LAC Summerson was hospitalised, albeit on the ‘right’ side of the lines now, but in what would shortly become an occupied country. Word came through that the Germans were in Rouen and next morning, with a quick change of bandages, the nursing staff dressed Alan and Bill in rough shirts and carried them outside on stretchers. They were on the move again. After a long wait at the local station, where Red Cross nurses satisfied their now ravenous appetites with ham rolls and coffee, what passed for a ‘hospital train’ drew in and they were loaded inside bare cattle trucks. Crammed to capacity with stretchers, baggage, nurses and wounded French soldiers lying, squatting or sitting in every vacant space, in the glorious sunshine their truck soon became hot and fetid. Even with the truck door open, flies plagued their skin and bandages but they had to just lay there, unable to move their limbs to swat the pests. As the train passed slowly through many stations they glimpsed hordes of people both on the move or in huge crowds just standing around.

It was pitch dark when the train reached Paray-le-Monial. For reasons not explained, doctors on the train decided that Alan and Bill should be taken off at this point while the train continued its journey south. The two men were left on their stretchers side by side on the platform as the train set off again. An ambulance crew came and drove them to another hospital near the town where the medical staff took one look at them and promptly put them on drips and fed them milk – they had had no food since the ham rolls nearly twenty-four hours earlier and were completely exhausted by the rough ride since. The Englishmen found this new hospital, run by Catholic nuns, a haven of peace, compassion and tranquillity, and here their soiled dressings were carefully soaked off and replaced with hardly any pain, with two doctors and three nurses taking two and a half hours to carry out this task on both men.
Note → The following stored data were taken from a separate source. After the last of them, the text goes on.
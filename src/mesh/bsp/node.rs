//! BSP tree node data structure

use crate::mesh::plane::Plane;
use crate::mesh::polygon::Polygon;

/// A BSP tree node, containing polygons plus optional front/back subtrees
#[derive(Debug, Clone, PartialEq)]
pub struct Node<S: Clone> {
    /// Splitting plane for this node *or* **None** while no polygon with a
    /// usable plane has been added.
    pub plane: Option<Plane>,

    /// Subtree of the *front* half‑space.
    pub front: Option<Box<Node<S>>>,

    /// Subtree of the *back* half‑space.
    pub back: Option<Box<Node<S>>>,

    /// Polygons that lie on `plane`, facing either way.
    pub polygons: Vec<Polygon<S>>,
}

impl<S: Clone> Default for Node<S> {
    fn default() -> Self {
        Self::new()
    }
}

impl<S: Clone> Node<S> {
    /// Create a new empty BSP node
    pub const fn new() -> Self {
        Self {
            plane: None,
            front: None,
            back: None,
            polygons: Vec::new(),
        }
    }

    /// No plane, no polygons, no children.
    pub fn is_empty(&self) -> bool {
        self.plane.is_none()
            && self.polygons.is_empty()
            && self.front.is_none()
            && self.back.is_none()
    }

    /// Number of nodes in this subtree, including `self`.
    pub fn node_count(&self) -> usize {
        let mut count = 0;
        let mut stack = vec![self];
        while let Some(current) = stack.pop() {
            count += 1;
            stack.extend(current.front.as_deref());
            stack.extend(current.back.as_deref());
        }
        count
    }

    /// Length of the longest root-to-leaf path, counting nodes.
    pub fn depth(&self) -> usize {
        let mut deepest = 0;
        let mut stack = vec![(self, 1)];
        while let Some((current, depth)) = stack.pop() {
            deepest = deepest.max(depth);
            for child in [&current.front, &current.back].into_iter().flatten() {
                stack.push((child.as_ref(), depth + 1));
            }
        }
        deepest
    }
}
//! Struct and functions for working with `Vertex`s from which `Polygon`s are composed.

use crate::float_types::Real;
use crate::math::{find_rotation, lerp, lerp_point};
use nalgebra::{Matrix3, Matrix4, Point3, Vector3};

/// A vertex of a polygon, holding position and normal.
#[derive(Debug, Clone, Copy, PartialEq)]
pub struct Vertex {
    pub pos: Point3<Real>,
    pub normal: Vector3<Real>,
}

impl Vertex {
    /// Create a new [`Vertex`].
    ///
    /// * `pos`    – the position in model space
    /// * `normal` – (optionally non‑unit) normal; it is copied verbatim and
    ///   only carried along by the kernel, never used for classification.
    ///
    /// Non-finite coordinates are replaced with `0.0`.
    #[inline]
    pub fn new(mut pos: Point3<Real>, mut normal: Vector3<Real>) -> Self {
        for c in pos.coords.iter_mut() {
            if !c.is_finite() {
                *c = 0.0;
            }
        }
        for c in normal.iter_mut() {
            if !c.is_finite() {
                *c = 0.0;
            }
        }

        Vertex { pos, normal }
    }

    /// Flip vertex normal in place.
    ///
    /// # Example
    /// ```rust
    /// # use nalgebra::{Point3, Vector3};
    /// # use bspcsg::mesh::vertex::Vertex;
    /// let mut v = Vertex::new(Point3::new(1.0, 2.0, 3.0), Vector3::x());
    /// v.flip();
    /// assert_eq!(v.pos, Point3::new(1.0, 2.0, 3.0), "position remains the same");
    /// assert_eq!(v.normal, -Vector3::x(), "the normal is negated");
    /// ```
    pub fn flip(&mut self) {
        self.normal = -self.normal;
    }

    /// Return the linear interpolation between `self` (`t = 0`) and `other` (`t = 1`).
    ///
    /// Normals are linearly interpolated as well and are not renormalized.
    pub fn interpolate(&self, other: &Vertex, t: Real) -> Vertex {
        Vertex::new(
            lerp_point(&self.pos, &other.pos, t),
            lerp(&self.normal, &other.normal, t),
        )
    }

    /// Apply an affine transform. The position goes through the full matrix,
    /// the normal only through its rotation part.
    pub fn transform(&self, matrix: &Matrix4<Real>) -> Vertex {
        self.transform_with_rotation(matrix, &find_rotation(matrix))
    }

    pub(crate) fn transform_with_rotation(
        &self,
        matrix: &Matrix4<Real>,
        rotation: &Matrix3<Real>,
    ) -> Vertex {
        Vertex::new(matrix.transform_point(&self.pos), rotation * self.normal)
    }
}

#[derive(Debug, Clone, Copy, PartialEq, PartialOrd)]
pub struct VertexEpsilon {
    pub position: <Point3<Real> as approx::AbsDiffEq>::Epsilon,
    pub normal: <Vector3<Real> as approx::AbsDiffEq>::Epsilon,
}

impl approx::AbsDiffEq for Vertex {
    type Epsilon = VertexEpsilon;

    fn default_epsilon() -> Self::Epsilon {
        Self::Epsilon {
            position: Point3::<Real>::default_epsilon(),
            normal: Vector3::<Real>::default_epsilon(),
        }
    }

    fn abs_diff_eq(&self, other: &Self, epsilon: Self::Epsilon) -> bool {
        approx::AbsDiffEq::abs_diff_eq(&self.pos, &other.pos, epsilon.position)
            && approx::AbsDiffEq::abs_diff_eq(&self.normal, &other.normal, epsilon.normal)
    }
}

impl approx::RelativeEq for Vertex {
    fn default_max_relative() -> Self::Epsilon {
        Self::Epsilon {
            position: Point3::<Real>::default_max_relative(),
            normal: Vector3::<Real>::default_max_relative(),
        }
    }

    fn relative_eq(
        &self,
        other: &Self,
        epsilon: Self::Epsilon,
        max_relative: Self::Epsilon,
    ) -> bool {
        approx::RelativeEq::relative_eq(
            &self.pos,
            &other.pos,
            epsilon.position,
            max_relative.position,
        ) && approx::RelativeEq::relative_eq(
            &self.normal,
            &other.normal,
            epsilon.normal,
            max_relative.normal,
        )
    }
}

impl approx::UlpsEq for Vertex {
    fn default_max_ulps() -> u32 {
        Point3::<Real>::default_max_ulps()
    }

    fn ulps_eq(&self, other: &Self, epsilon: Self::Epsilon, max_ulps: u32) -> bool {
        approx::UlpsEq::ulps_eq(&self.pos, &other.pos, epsilon.position, max_ulps)
            && approx::UlpsEq::ulps_eq(&self.normal, &other.normal, epsilon.normal, max_ulps)
    }
}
The haven was short-lived, though. A nearby bombing raid caused pandemonium and after just twelve hours the nuns put Alan and Bill back on to stretchers and packed them off to the station. Apparently it was a civilian hospital and all beds were needed for casualties from the air raid. A proper hospital train awaited them at the station but they were put on board into conditions made chaotic by bomb-blast damage from several near-misses during the air raid. But the up side was that at least they were fed on board, and at one of the stations en route they were given cakes, fruit and wine by a group of well-dressed French women.